The Week in Internet News: China Outlaws Cryptocurrency Thumbnail

The Week in Internet News: China Outlaws Cryptocurrency


No bitcoin: The People’s Bank of China, which sets monetary policy and regulates financial institutions in the mainland, has banned all cryptocurrency transactions, the BBC reports. Using cryptocurrency “seriously endangers the safety of people’s assets,” the bank said. China sees cryptocurrency as a “volatile, speculative investment” and an easy way to launder money, the story notes. Trading cryptocurrency has officially been banned in China since 2019, but has continued online through foreign exchanges.

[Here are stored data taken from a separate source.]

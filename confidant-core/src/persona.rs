//! Persona text and memory-context rendering

use crate::config::PersonaConfig;
use crate::error::{ConfidantError, Result};

pub const DEFAULT_PERSONA_NAME: &str = "Confidant";

/// Reply substituted for any failed generation
pub const FALLBACK_REPLY: &str = "I apologize, but I'm having trouble processing your message right now. Please try again in a moment.";

const MEMORY_HEADER: &str = "\n\nRELEVANT MEMORIES FROM PREVIOUS SESSIONS:\n";
const MEMORY_FOOTER: &str = "\n\nUse these memories naturally in your responses.\n";

/// Built-in persona instructions for a companion called `name`.
pub fn default_persona(name: &str) -> String {
    format!(
        "{name} - Companion System Prompt

Core Persona
You are {name}, a warm personal companion and counselor. You combine emotional intelligence and life wisdom with grounded psychological knowledge to help the user through their mental health journey.

You have access to memories from previous sessions with this user. Use them to provide personalized support that acknowledges their ongoing journey.

Personality
Warm and empathetic, calm and confident.
Thoughtful and reflective, occasionally philosophical.
Encouraging, drawing out the user's own strength.
Gently humorous when it helps, never at the user's expense.

Communication Style
Speak clearly and kindly. Address the user as \"my friend\" or by their preferred name.
Reference past sessions naturally: \"As we discussed before...\" or \"I remember you mentioned...\".

Boundaries
Treat every conversation as private and judgment-free.
Follow psychological best practice while staying in persona.
Recognize crises and guide the user to immediate professional help when needed.

Approach
Listen actively. Help identify negative thought patterns. Guide emotional regulation and mindfulness. Focus on solutions the user can own. Build on previous sessions and track progress over time.

Always put the user's wellbeing first. Seeking help is a sign of strength, not weakness."
    )
}

/// Resolve the persona text for a configuration.
///
/// A configured `prompt_file` replaces the built-in text.
pub fn resolve_persona(config: &PersonaConfig) -> Result<String> {
    match &config.prompt_file {
        Some(path) => {
            let text = std::fs::read_to_string(path)?;
            if text.trim().is_empty() {
                return Err(ConfidantError::Configuration(format!(
                    "Persona file is empty: {}",
                    path.display()
                )));
            }
            Ok(text)
        }
        None => Ok(default_persona(&config.name)),
    }
}

/// Render recalled memories as text appended to the persona entry.
///
/// Returns an empty string when there is nothing to recall.
pub fn render_memory_context(memories: &[String]) -> String {
    if memories.is_empty() {
        return String::new();
    }

    let lines = memories
        .iter()
        .map(|m| format!("- {}", m))
        .collect::<Vec<_>>()
        .join("\n");

    format!("{MEMORY_HEADER}{lines}{MEMORY_FOOTER}")
}
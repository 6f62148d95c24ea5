//! Confidant HTTP server

use anyhow::{Context, Result};
use clap::Parser;
use confidant_server::{AppState, ServerArgs, build_router, shutdown_on};
use tokio::net::TcpListener;

#[tokio::main]
async fn main() -> Result<()> {
    tracing_subscriber::fmt()
        .with_env_filter(
            tracing_subscriber::EnvFilter::try_from_default_env()
                .unwrap_or_else(|_| tracing_subscriber::EnvFilter::new("info")),
        )
        .init();

    let args = ServerArgs::parse();
    let config = args.load_config().context("Failed to load configuration")?;

    let state = AppState::from_config(&config).context("Failed to initialize chat service")?;
    let provider = state.provider.model_info();
    tracing::info!(
        provider = %provider.provider,
        model = %provider.model_name,
        memory = state.memory.is_some(),
        "Chat service ready"
    );

    let app = build_router(state, &config.server.cors_origins);

    let listener = TcpListener::bind(&config.server.bind)
        .await
        .with_context(|| format!("Failed to bind {}", config.server.bind))?;
    tracing::info!(addr = %config.server.bind, "Listening");

    axum::serve(listener, app)
        .with_graceful_shutdown(shutdown_on(tokio::signal::ctrl_c()))
        .await?;

    Ok(())
}
//! Factory for creating LLM providers from configuration

use crate::config::{LlmConfig, LlmProviderKind};
use crate::llm::LLMProvider;
use crate::llm::providers::gemini::{DEFAULT_GEMINI_BASE_URL, GeminiProvider};
use crate::llm::providers::scripted::ScriptedCompanionProvider;
use std::sync::Arc;

/// Placeholder shipped in sample env files
const PLACEHOLDER_API_KEY: &str = "your_gemini_api_key_here";

/// Factory for creating LLM providers
pub struct LLMProviderFactory;

impl LLMProviderFactory {
    /// Create an LLM provider from configuration.
    ///
    /// A Gemini configuration without a usable API key (config or
    /// `GEMINI_API_KEY`) degrades to [`ScriptedCompanionProvider`].
    pub fn create(config: &LlmConfig) -> Arc<dyn LLMProvider> {
        Self::create_with_lookup(config, |key| std::env::var(key).ok())
    }

    /// Same as [`create`](Self::create) with an explicit env lookup.
    pub fn create_with_lookup(
        config: &LlmConfig,
        lookup: impl Fn(&str) -> Option<String>,
    ) -> Arc<dyn LLMProvider> {
        match config.provider {
            LlmProviderKind::Scripted => Arc::new(ScriptedCompanionProvider::new()),
            LlmProviderKind::Gemini => {
                let api_key = config
                    .api_key
                    .clone()
                    .or_else(|| lookup("GEMINI_API_KEY"))
                    .filter(|key| !key.trim().is_empty() && key != PLACEHOLDER_API_KEY);

                let Some(api_key) = api_key else {
                    tracing::warn!("No Gemini API key found, using scripted replies");
                    return Arc::new(ScriptedCompanionProvider::new());
                };

                let base_url = config
                    .base_url
                    .clone()
                    .or_else(|| lookup("GEMINI_BASE_URL"))
                    .unwrap_or_else(|| DEFAULT_GEMINI_BASE_URL.to_string());

                tracing::debug!(model = %config.model, "Using Gemini provider");
                Arc::new(GeminiProvider::with_base_url(
                    api_key,
                    config.model.clone(),
                    base_url,
                ))
            }
        }
    }
}
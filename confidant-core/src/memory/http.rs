//! HTTP client for a memory bridge service
//!
//! The bridge forwards each write verbatim to a mem0 client's
//! `memory.add(input, options)` call, which is why every payload shape of the
//! fallback ladder travels in the same envelope:
//!
//! - `POST {base_url}/memories` with body `{"input": ..., "options": ...}`
//! - `GET {base_url}/memories?user_id=<owner>`, answered with a bare array or
//!   `{"results": [...]}`
//!
//! mem0's own REST server (`{messages, user_id}` bodies) is not spoken
//! directly; it sits behind the bridge.

use std::time::Duration;

use async_trait::async_trait;
use reqwest::Client;

use super::backend::{MemoryStore, WritePayload};
use crate::config::{MemoryConfig, MemoryMode};
use crate::error::{ConfidantError, Result};

/// Configuration for HTTP memory connections.
#[derive(Debug, Clone)]
pub struct HttpMemoryConfig {
    /// Base URL of the memory service (e.g., "http://localhost:8000")
    pub base_url: String,

    /// Optional API key for authentication
    pub api_key: Option<String>,

    /// Request timeout (default: 30 seconds)
    pub timeout: Duration,
}

impl Default for HttpMemoryConfig {
    fn default() -> Self {
        Self {
            base_url: "http://localhost:8000".to_string(),
            api_key: None,
            timeout: Duration::from_secs(30),
        }
    }
}

impl HttpMemoryConfig {
    pub fn new(base_url: impl Into<String>) -> Self {
        Self {
            base_url: base_url.into(),
            ..Default::default()
        }
    }

    pub fn with_api_key(mut self, api_key: impl Into<String>) -> Self {
        self.api_key = Some(api_key.into());
        self
    }

    pub fn with_timeout(mut self, timeout: Duration) -> Self {
        self.timeout = timeout;
        self
    }

    /// Extract from the memory section; `None` unless mode is `http`
    pub fn from_memory_config(config: &MemoryConfig) -> Option<Self> {
        match &config.mode {
            MemoryMode::Http { base_url, api_key } => Some(Self {
                base_url: base_url.clone(),
                api_key: api_key.clone(),
                timeout: config.timeout,
            }),
            MemoryMode::InMemory => None,
        }
    }
}

/// HTTP memory store.
pub struct HttpMemoryStore {
    client: Client,
    base_url: String,
    api_key: Option<String>,
}

impl HttpMemoryStore {
    /// Create a store; no request is made until first use
    pub fn new(config: HttpMemoryConfig) -> Result<Self> {
        let client = Client::builder().timeout(config.timeout).build().map_err(|e| {
            ConfidantError::Configuration(format!("Failed to create HTTP client: {}", e))
        })?;

        Ok(Self {
            client,
            base_url: config.base_url.trim_end_matches('/').to_string(),
            api_key: config.api_key,
        })
    }

    pub fn base_url(&self) -> &str {
        &self.base_url
    }

    /// Add authorization header if API key is configured
    fn add_auth(&self, request: reqwest::RequestBuilder) -> reqwest::RequestBuilder {
        if let Some(api_key) = &self.api_key {
            request.header("Authorization", format!("Bearer {}", api_key))
        } else {
            request
        }
    }

    /// Accept both a bare array and a `{"results": [...]}` envelope
    fn parse_records(body: serde_json::Value) -> Result<Vec<serde_json::Value>> {
        match body {
            serde_json::Value::Array(records) => Ok(records),
            serde_json::Value::Object(mut map) => match map.remove("results") {
                Some(serde_json::Value::Array(records)) => Ok(records),
                _ => Err(ConfidantError::Persistence(
                    "Unexpected memory listing shape".to_string(),
                )),
            },
            _ => Err(ConfidantError::Persistence(
                "Unexpected memory listing shape".to_string(),
            )),
        }
    }
}

#[async_trait]
impl MemoryStore for HttpMemoryStore {
    async fn add(&self, payload: &WritePayload) -> Result<()> {
        let url = format!("{}/memories", self.base_url);

        let request = self.add_auth(self.client.post(&url).json(payload));

        let response = request
            .send()
            .await
            .map_err(|e| ConfidantError::Persistence(format!("Failed to store memory: {}", e)))?;

        if !response.status().is_success() {
            let status = response.status();
            let error_text = response.text().await.unwrap_or_else(|_| "Unknown error".to_string());
            return Err(ConfidantError::Persistence(format!(
                "Store memory failed with status {}: {}",
                status, error_text
            )));
        }

        Ok(())
    }

    async fn get_all(&self, owner_id: &str) -> Result<Vec<serde_json::Value>> {
        let url = format!("{}/memories", self.base_url);

        let request = self.add_auth(self.client.get(&url).query(&[("user_id", owner_id)]));

        let response = request
            .send()
            .await
            .map_err(|e| ConfidantError::Persistence(format!("Failed to list memories: {}", e)))?;

        let status = response.status();
        if !status.is_success() {
            let error_text = response.text().await.unwrap_or_else(|_| "Unknown error".to_string());
            return Err(ConfidantError::Persistence(format!(
                "List memories failed with status {}: {}",
                status, error_text
            )));
        }

        let body: serde_json::Value = response
            .json()
            .await
            .map_err(|e| ConfidantError::Persistence(format!("Failed to parse response: {}", e)))?;

        Self::parse_records(body)
    }
}
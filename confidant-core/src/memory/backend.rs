//! Memory store trait for pluggable long-term memory services
//!
//! The store's write contract mirrors an `add(input, options)` call whose
//! accepted input shape is not documented; see
//! [`PayloadEncoding`](super::PayloadEncoding) for the shapes we try.

use async_trait::async_trait;
use serde::{Deserialize, Serialize};

use crate::error::Result;

/// One write request as handed to the store
#[derive(Debug, Clone, PartialEq, Serialize, Deserialize)]
pub struct WritePayload {
    /// Text blob, list of role/content records, or a flat object
    pub input: serde_json::Value,

    /// Owner metadata passed alongside the input, if any
    #[serde(default, skip_serializing_if = "Option::is_none")]
    pub options: Option<serde_json::Value>,
}

impl WritePayload {
    /// Owner identifier carried anywhere in the payload.
    ///
    /// Looks at `options.userId`, `options.user_id`, `input.metadata.userId`
    /// and `input.user_id`, in that order.
    pub fn owner_id(&self) -> Option<&str> {
        let from_options = self.options.as_ref().and_then(|o| {
            o.get("userId")
                .or_else(|| o.get("user_id"))
                .and_then(|v| v.as_str())
        });

        from_options
            .or_else(|| {
                self.input
                    .get("metadata")
                    .and_then(|m| m.get("userId"))
                    .and_then(|v| v.as_str())
            })
            .or_else(|| self.input.get("user_id").and_then(|v| v.as_str()))
    }

    /// Text content of the payload, flattening turn lists
    pub fn text(&self) -> Option<String> {
        match &self.input {
            serde_json::Value::String(s) => Some(s.clone()),
            serde_json::Value::Array(items) => {
                let lines: Vec<String> = items
                    .iter()
                    .filter_map(|item| {
                        let role = item.get("role")?.as_str()?;
                        let content = item.get("content")?.as_str()?;
                        Some(format!("{}: {}", role, content))
                    })
                    .collect();
                (!lines.is_empty()).then(|| lines.join("\n"))
            }
            serde_json::Value::Object(map) => map
                .get("text")
                .or_else(|| map.get("memory"))
                .and_then(|v| v.as_str())
                .map(|s| s.to_string()),
            _ => None,
        }
    }
}

/// The external long-term memory service
///
/// Implementors provide one write and one bulk read. Both are remote calls
/// whose failures surface as persistence errors; timeouts and backoff
/// belong to the implementation's transport.
#[async_trait]
pub trait MemoryStore: Send + Sync {
    /// Write one payload; an error means this shape was rejected
    async fn add(&self, payload: &WritePayload) -> Result<()>;

    /// All records stored for an owner, in store order
    async fn get_all(&self, owner_id: &str) -> Result<Vec<serde_json::Value>>;
}
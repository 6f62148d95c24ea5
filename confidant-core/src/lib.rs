//! # Confidant - a persona-scripted AI companion
//!
//! Confidant keeps an append-only conversation transcript, sends it to a
//! hosted language model each turn, and persists completed turns into an
//! external long-term memory store whose accepted write shape is uncertain.
//! Memories are read back once at session start and woven into the persona.
//!
//! ## Quick Start
//!
//! ```rust,no_run
//! use confidant_core::prelude::*;
//!
//! #[tokio::main]
//! async fn main() -> Result<()> {
//!     let config = ConfidantConfig::load(None)?;
//!     let provider = LLMProviderFactory::create(&config.llm);
//!     let memory = adapter_from_config(&config.memory)?;
//!     let persona = resolve_persona(&config.persona)?;
//!
//!     let mut session = ConversationSession::start("Alex", &persona, provider, memory).await;
//!     let reply = session.respond("I feel anxious").await?;
//!     println!("{}", reply.response);
//!     reply.wait_persisted().await;
//!
//!     Ok(())
//! }
//! ```
//!
//! ## Failure policy
//!
//! - Blank input is a [`ConfidantError::Validation`](error::ConfidantError::Validation).
//! - Model failures become [`FALLBACK_REPLY`](persona::FALLBACK_REPLY).
//! - Memory failures are logged and never reach the caller.

pub mod config;
pub mod conversation;
pub mod error;
pub mod llm;
pub mod memory;
pub mod persona;
pub mod validation;

/// Current library version
pub const VERSION: &str = env!("CARGO_PKG_VERSION");

/// Re-export commonly used types
pub mod prelude {
    pub use crate::config::{
        ConfidantConfig, LlmConfig, LlmProviderKind, MemoryConfig, MemoryMode, PersonaConfig,
        ServerConfig,
    };
    pub use crate::conversation::{
        ConversationSession, GenerationSettings, Role, Transcript, Turn, TurnReply,
    };
    pub use crate::error::{ConfidantError, Result};
    pub use crate::llm::{
        GeminiProvider, LLMProvider, LLMProviderFactory, LLMRequest, LLMResponse, ModelContent,
        ModelRole, ScriptedCompanionProvider,
    };
    pub use crate::memory::{
        HttpMemoryStore, InMemoryStore, MemoryAdapter, MemoryEntry, MemoryStore, PayloadEncoding,
        Recall, SaveOutcome, WritePayload, adapter_from_config, store_from_config,
    };
    pub use crate::persona::{FALLBACK_REPLY, default_persona, render_memory_context, resolve_persona};
    pub use crate::validation::validate_user_name;
}
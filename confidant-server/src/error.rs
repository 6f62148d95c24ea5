use axum::{
    Json,
    extract::rejection::JsonRejection,
    http::StatusCode,
    response::{IntoResponse, Response},
};
use confidant_core::error::ConfidantError;
use serde_json::json;

#[derive(Debug)]
pub struct ApiError {
    pub status: StatusCode,
    pub message: String,
}

impl ApiError {
    pub fn new(status: StatusCode, message: impl Into<String>) -> Self {
        Self {
            status,
            message: message.into(),
        }
    }

    pub fn bad_request(message: impl Into<String>) -> Self {
        Self::new(StatusCode::BAD_REQUEST, message)
    }

    pub fn internal(message: impl Into<String>) -> Self {
        Self::new(StatusCode::INTERNAL_SERVER_ERROR, message)
    }
}

impl IntoResponse for ApiError {
    fn into_response(self) -> Response {
        let body = Json(json!({ "error": self.message }));
        (self.status, body).into_response()
    }
}

impl From<ConfidantError> for ApiError {
    fn from(err: ConfidantError) -> Self {
        match err {
            ConfidantError::Validation(message) => Self::bad_request(message),
            other => {
                tracing::error!(error = %other, "Chat request failed");
                Self::internal("Internal server error")
            }
        }
    }
}

impl From<JsonRejection> for ApiError {
    fn from(rejection: JsonRejection) -> Self {
        Self::bad_request(rejection.body_text())
    }
}
//! Conversation Session Management
//!
//! An append-only [`Transcript`] with the persona as its first entry, and a
//! [`ConversationSession`] that owns one transcript for one owner.
//!
//! # Example
//!
//! ```rust,ignore
//! use confidant_core::conversation::ConversationSession;
//!
//! let mut session = ConversationSession::start("Alex", &persona, provider, memory).await;
//! let reply = session.respond("I feel anxious").await?;
//! println!("{}", reply.response);
//! ```

mod session;
mod transcript;

pub use session::{ConversationSession, GenerationSettings, TurnReply};
pub use transcript::{Role, Transcript, Turn};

Censorship rises: The Internet globally has become less free over the past year, with government efforts to rein in the tech sector resulting more censorship and surveillance, according to a Freedom House report, detailed in the Washington Post. Meanwhile, the U.S. government’s hands-off approach to regulating the tech sector has enabled an increase in disinformation and conspiratorial content online, the report says. The Wire in India notes the India government’s regional shutdowns of Internet service and its attempts to censor websites, as detailed in the Freedom House report.

Clearing the roadblocks: Pro-Russian bloggers and content producers are working to find ways around social media sites that are trying to block disinformation, Financial Times reports. When sites like YouTube demonetize pro-Kremlin channels, the content producers get creative. “Researchers … found that the reader comment sections of western media outlets such as the Daily Mail, the Daily Express, Fox News and Der Spiegel are increasingly being manipulated by propagandists, who then point to pro-Kremlin comments as evidence of sympathy for the Russian government in the west.”

Teaming up: A group of five small towns in Maine are working together to launch municipal broadband service, Government Technology reports. The Waldo County group plans to build a broadband network for the cost of $7 million to $10 million, paid for through grants and revenue bonds. “In today’s world, high speed Internet for work, education, telehealth, recreation and communication is a necessity, not a luxury,” says Pete Milinazzo, a select board member for the town of Searsmont.